//! Reading, writing and reshaping the credential file.
//!
//! Every operation loads the whole file, changes it in memory, and writes it
//! back as a full replacement. The file is not locked; concurrent writers
//! race and the last rename wins.

use crate::constants;
use crate::core::ini;
use crate::error::{Error, Result};
use crate::models::config_file::ConfigFile;
use crate::models::profile::{CredentialProfile, RedactedProfile};
use crate::util::fs as edgerc_fs;
use std::path::Path;
use tracing::{debug, info};

/// How pasted sections combine with what is already on disk.
#[derive(Debug, Clone, Copy, PartialEq, Eq, Default)]
pub enum PasteMode {
    /// Field-merge each pasted section into the existing one.
    #[default]
    Merge,
    /// Replace each pasted section whole; other sections are kept.
    ReplaceSection,
    /// Discard the existing file content entirely.
    ReplaceFile,
}

fn require_path(path: &Path) -> Result<()> {
    if path.as_os_str().is_empty() {
        return Err(Error::invalid("Invalid File Name parameter"));
    }
    Ok(())
}

/// Empty or missing section names fall back to `default`.
pub fn section_or_default(section: Option<&str>) -> &str {
    match section {
        Some(s) if !s.trim().is_empty() => s.trim(),
        _ => constants::DEFAULT_SECTION,
    }
}

/// Make sure the file exists without touching existing content.
pub async fn create_if_absent(path: &Path) -> Result<()> {
    require_path(path)?;
    tokio::fs::OpenOptions::new()
        .create(true)
        .append(true)
        .open(path)
        .await
        .map_err(|e| Error::io("create credential file", path, e))?;
    Ok(())
}

pub async fn read(path: &Path) -> Result<ConfigFile> {
    require_path(path)?;
    let content = tokio::fs::read_to_string(path)
        .await
        .map_err(|e| Error::io("read credential file", path, e))?;
    let config = ini::parse(&content)?;
    debug!(path = %path.display(), sections = config.len(), "loaded credential file");
    Ok(config)
}

pub async fn read_section(path: &Path, section: &str) -> Result<Option<CredentialProfile>> {
    let mut config = read(path).await?;
    Ok(config.remove(section))
}

/// Replace the file with `content`, quotes stripped.
///
/// The new content goes to a temp file in the same directory which is then
/// renamed over the target.
pub async fn write(path: &Path, content: &str) -> Result<()> {
    require_path(path)?;
    let content = edgerc_fs::strip_quotes(content);
    let dir = match path.parent() {
        Some(parent) if !parent.as_os_str().is_empty() => parent,
        _ => Path::new("."),
    };
    let tmp = tempfile::Builder::new()
        .prefix(".edgerc-")
        .tempfile_in(dir)
        .map_err(|e| Error::io("create temp file in", dir, e))?
        .into_temp_path();
    tokio::fs::write(&tmp, content.as_bytes())
        .await
        .map_err(|e| Error::io("write temp credential file", &tmp, e))?;
    edgerc_fs::set_permissions(&tmp, constants::EDGERC_FILE_MODE)?;
    tmp.persist(path)
        .map_err(|e| Error::io("replace credential file", path, e.error))?;
    debug!(path = %path.display(), bytes = content.len(), "wrote credential file");
    Ok(())
}

pub async fn save(path: &Path, config: &ConfigFile) -> Result<()> {
    write(path, &ini::serialize(config)).await
}

/// Fold `incoming` into one section of `config`.
///
/// With `overwrite_whole` the section becomes exactly `incoming`; otherwise
/// fields are merged and `incoming` wins. Other sections are untouched.
pub fn merge(
    config: &mut ConfigFile,
    section: Option<&str>,
    incoming: &CredentialProfile,
    overwrite_whole: bool,
) {
    let section = section_or_default(section);
    if overwrite_whole {
        config.insert(section, incoming.clone());
    } else if !incoming.is_empty() {
        config.entry(section).merge_from(incoming);
    }
}

/// Duplicate the profile at `from` into `to` as an independent value.
pub fn copy_section(config: &mut ConfigFile, from: &str, to: &str) -> Result<()> {
    if from.trim().is_empty() || to.trim().is_empty() {
        return Err(Error::invalid("Invalid parameters from and to"));
    }
    let profile = config
        .get(from)
        .cloned()
        .ok_or_else(|| Error::NotFound(from.to_string()))?;
    config.insert(to, profile);
    Ok(())
}

/// Add pasted credential blocks to the file.
///
/// Keys before any header belong to `section`. Returns the names of the
/// sections that were written.
pub async fn paste(
    path: &Path,
    section: Option<&str>,
    block: &str,
    mode: PasteMode,
) -> Result<Vec<String>> {
    require_path(path)?;
    let mut incoming = ini::parse(block)?;
    let root = incoming.take_root();
    if !root.is_empty() {
        incoming.entry(section_or_default(section)).merge_from(&root);
    }
    if incoming.iter().all(|(_, profile)| profile.is_empty()) {
        return Err(Error::invalid("Invalid set of new Options parameter"));
    }

    create_if_absent(path).await?;
    let mut config = match mode {
        PasteMode::ReplaceFile => ConfigFile::new(),
        PasteMode::Merge | PasteMode::ReplaceSection => read(path).await?,
    };
    let mut written = Vec::new();
    for (name, profile) in incoming.iter() {
        if profile.is_empty() {
            continue;
        }
        merge(&mut config, Some(name), profile, mode == PasteMode::ReplaceSection);
        written.push(name.to_string());
    }
    save(path, &config).await?;
    info!(path = %path.display(), sections = ?written, ?mode, "pasted credentials");
    Ok(written)
}

/// Store a complete profile under `section`, replacing what was there.
pub async fn setup(path: &Path, section: Option<&str>, profile: &CredentialProfile) -> Result<()> {
    require_path(path)?;
    profile.validate(true)?;
    let section = section_or_default(section);

    create_if_absent(path).await?;
    let mut config = read(path).await?;
    let fresh: CredentialProfile = constants::SETUP_FIELD_ORDER
        .iter()
        .map(|field| (*field, profile.get(field).unwrap_or_default().trim()))
        .collect();
    config.insert(section, fresh);
    save(path, &config).await?;
    info!(path = %path.display(), section, "stored credentials");
    Ok(())
}

pub async fn copy(path: &Path, from: &str, to: &str) -> Result<()> {
    require_path(path)?;
    let mut config = read(path).await?;
    copy_section(&mut config, from, to)?;
    save(path, &config).await?;
    info!(path = %path.display(), from, to, "copied section");
    Ok(())
}

/// Section names with their non-secret details, in file order.
pub async fn list(path: &Path) -> Result<Vec<(String, RedactedProfile)>> {
    let config = read(path).await?;
    Ok(config
        .iter()
        .map(|(name, profile)| (name.to_string(), profile.redacted()))
        .collect())
}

Task details:
Could you please print the entire listing exactly?

Result below:
//! Reading, writing and reshaping the credential file.
//!
//! Every operation loads the whole file, changes it in memory, and writes it
//! back as a full replacement. The file is not locked; concurrent writers
//! race and the last rename wins.

use crate::constants;
use crate::core::ini;
use crate::error::{Error, Result};
use crate::models::config_file::ConfigFile;
use crate::models::profile::{CredentialProfile, RedactedProfile};
use crate::util::fs as edgerc_fs;
use std::path::Path;
use tracing::{debug, info};

/// How pasted sections combine with what is already on disk.
#[derive(Debug, Clone, Copy, PartialEq, Eq, Default)]
pub enum PasteMode {
    /// Field-merge each pasted section into the existing one.
    #[default]
    Merge,
    /// Replace each pasted section whole; other sections are kept.
    ReplaceSection,
    /// Discard the existing file content entirely.
    ReplaceFile,
}

fn require_path(path: &Path) -> Result<()> {
    if path.as_os_str().is_empty() {
        return Err(Error::invalid("Invalid File Name parameter"));
    }
    Ok(())
}

/// Empty or missing section names fall back to `default`.
pub fn section_or_default(section: Option<&str>) -> &str {
    match section {
        Some(s) if !s.trim().is_empty() => s.trim(),
        _ => constants::DEFAULT_SECTION,
    }
}

/// Make sure the file exists without touching existing content.
pub async fn create_if_absent(path: &Path) -> Result<()> {
    require_path(path)?;
    tokio::fs::OpenOptions::new()
        .create(true)
        .append(true)
        .open(path)
        .await
        .map_err(|e| Error::io("create credential file", path, e))?;
    Ok(())
}

pub async fn read(path: &Path) -> Result<ConfigFile> {
    require_path(path)?;
    let content = tokio::fs::read_to_string(path)
        .await
        .map_err(|e| Error::io("read credential file", path, e))?;
    let config = ini::parse(&content)?;
    debug!(path = %path.display(), sections = config.len(), "loaded credential file");
    Ok(config)
}

pub async fn read_section(path: &Path, section: &str) -> Result<Option<CredentialProfile>> {
    let mut config = read(path).await?;
    Ok(config.remove(section))
}

/// Replace the file with `content`, quotes stripped.
///
/// The new content goes to a temp file in the same directory which is then
/// renamed over the target.
pub async fn write(path: &Path, content: &str) -> Result<()> {
    require_path(path)?;
    let content = edgerc_fs::strip_quotes(content);
    let dir = match path.parent() {
        Some(parent) if !parent.as_os_str().is_empty() => parent,
        _ => Path::new("."),
    };
    let tmp = tempfile::Builder::new()
        .prefix(".edgerc-")
        .tempfile_in(dir)
        .map_err(|e| Error::io("create temp file in", dir, e))?
        .into_temp_path();
    tokio::fs::write(&tmp, content.as_bytes())
        .await
        .map_err(|e| Error::io("write temp credential file", &tmp, e))?;
    edgerc_fs::set_permissions(&tmp, constants::EDGERC_FILE_MODE)?;
    tmp.persist(path)
        .map_err(|e| Error::io("replace credential file", path, e.error))?;
    debug!(path = %path.display(), bytes = content.len(), "wrote credential file");
    Ok(())
}

pub async fn save(path: &Path, config: &ConfigFile) -> Result<()> {
    write(path, &ini::serialize(config)).await
}

/// Fold `incoming` into one section of `config`.
///
/// With `overwrite_whole` the section becomes exactly `incoming`; otherwise
/// fields are merged and `incoming` wins. Other sections are untouched.
pub fn merge(
    config: &mut ConfigFile,
    section: Option<&str>,
    incoming: &CredentialProfile,
    overwrite_whole: bool,
) {
    let section = section_or_default(section);
    if overwrite_whole {
        config.insert(section, incoming.clone());
    } else if !incoming.is_empty() {
        config.entry(section).merge_from(incoming);
    }
}

/// Duplicate the profile at `from` into `to` as an independent value.
pub fn copy_section(config: &mut ConfigFile, from: &str, to: &str) -> Result<()> {
    if from.trim().is_empty() || to.trim().is_empty() {
        return Err(Error::invalid("Invalid parameters from and to"));
    }
    let profile = config
        .get(from)
        .cloned()
        .ok_or_else(|| Error::NotFound(from.to_string()))?;
    config.insert(to, profile);
    Ok(())
}

/// Add pasted credential blocks to the file.
///
/// Keys before any header belong to `section`. Returns the names of the
/// sections that were written.
pub async fn paste(
    path: &Path,
    section: Option<&str>,
    block: &str,
    mode: PasteMode,
) -> Result<Vec<String>> {
    require_path(path)?;
    let mut incoming = ini::parse(block)?;
    let root = incoming.take_root();
    if !root.is_empty() {
        incoming.entry(section_or_default(section)).merge_from(&root);
    }
    if incoming.iter().all(|(_, profile)| profile.is_empty()) {
        return Err(Error::invalid("Invalid set of new Options parameter"));
    }

    create_if_absent(path).await?;
    let mut config = match mode {
        PasteMode::ReplaceFile => ConfigFile::new(),
        PasteMode::Merge | PasteMode::ReplaceSection => read(path).await?,
    };
    let mut written = Vec::new();
    for (name, profile) in incoming.iter() {
        if profile.is_empty() {
            continue;
        }
        merge(&mut config, Some(name), profile, mode == PasteMode::ReplaceSection);
        written.push(name.to_string());
    }
    save(path, &config).await?;
    info!(path = %path.display(), sections = ?written, ?mode, "pasted credentials");
    Ok(written)
}

/// Store a complete profile under `section`, replacing what was there.
pub async fn setup(path: &Path, section: Option<&str>, profile: &CredentialProfile) -> Result<()> {
    require_path(path)?;
    profile.validate(true)?;
    let section = section_or_default(section);

    create_if_absent(path).await?;
    let mut config = read(path).await?;
    let fresh: CredentialProfile = constants::SETUP_FIELD_ORDER
        .iter()
        .map(|field| (*field, profile.get(field).unwrap_or_default().trim()))
        .collect();
    config.insert(section, fresh);
    save(path, &config).await?;
    info!(path = %path.display(), section, "stored credentials");
    Ok(())
}

pub async fn copy(path: &Path, from: &str, to: &str) -> Result<()> {
    require_path(path)?;
    let mut config = read(path).await?;
    copy_section(&mut config, from, to)?;
    save(path, &config).await?;
    info!(path = %path.display(), from, to, "copied section");
    Ok(())
}

/// Section names with their non-secret details, in file order.
pub async fn list(path: &Path) -> Result<Vec<(String, RedactedProfile)>> {
    let config = read(path).await?;
    Ok(config
        .iter()
        .map(|(name, profile)| (name.to_string(), profile.redacted()))
        .collect())
}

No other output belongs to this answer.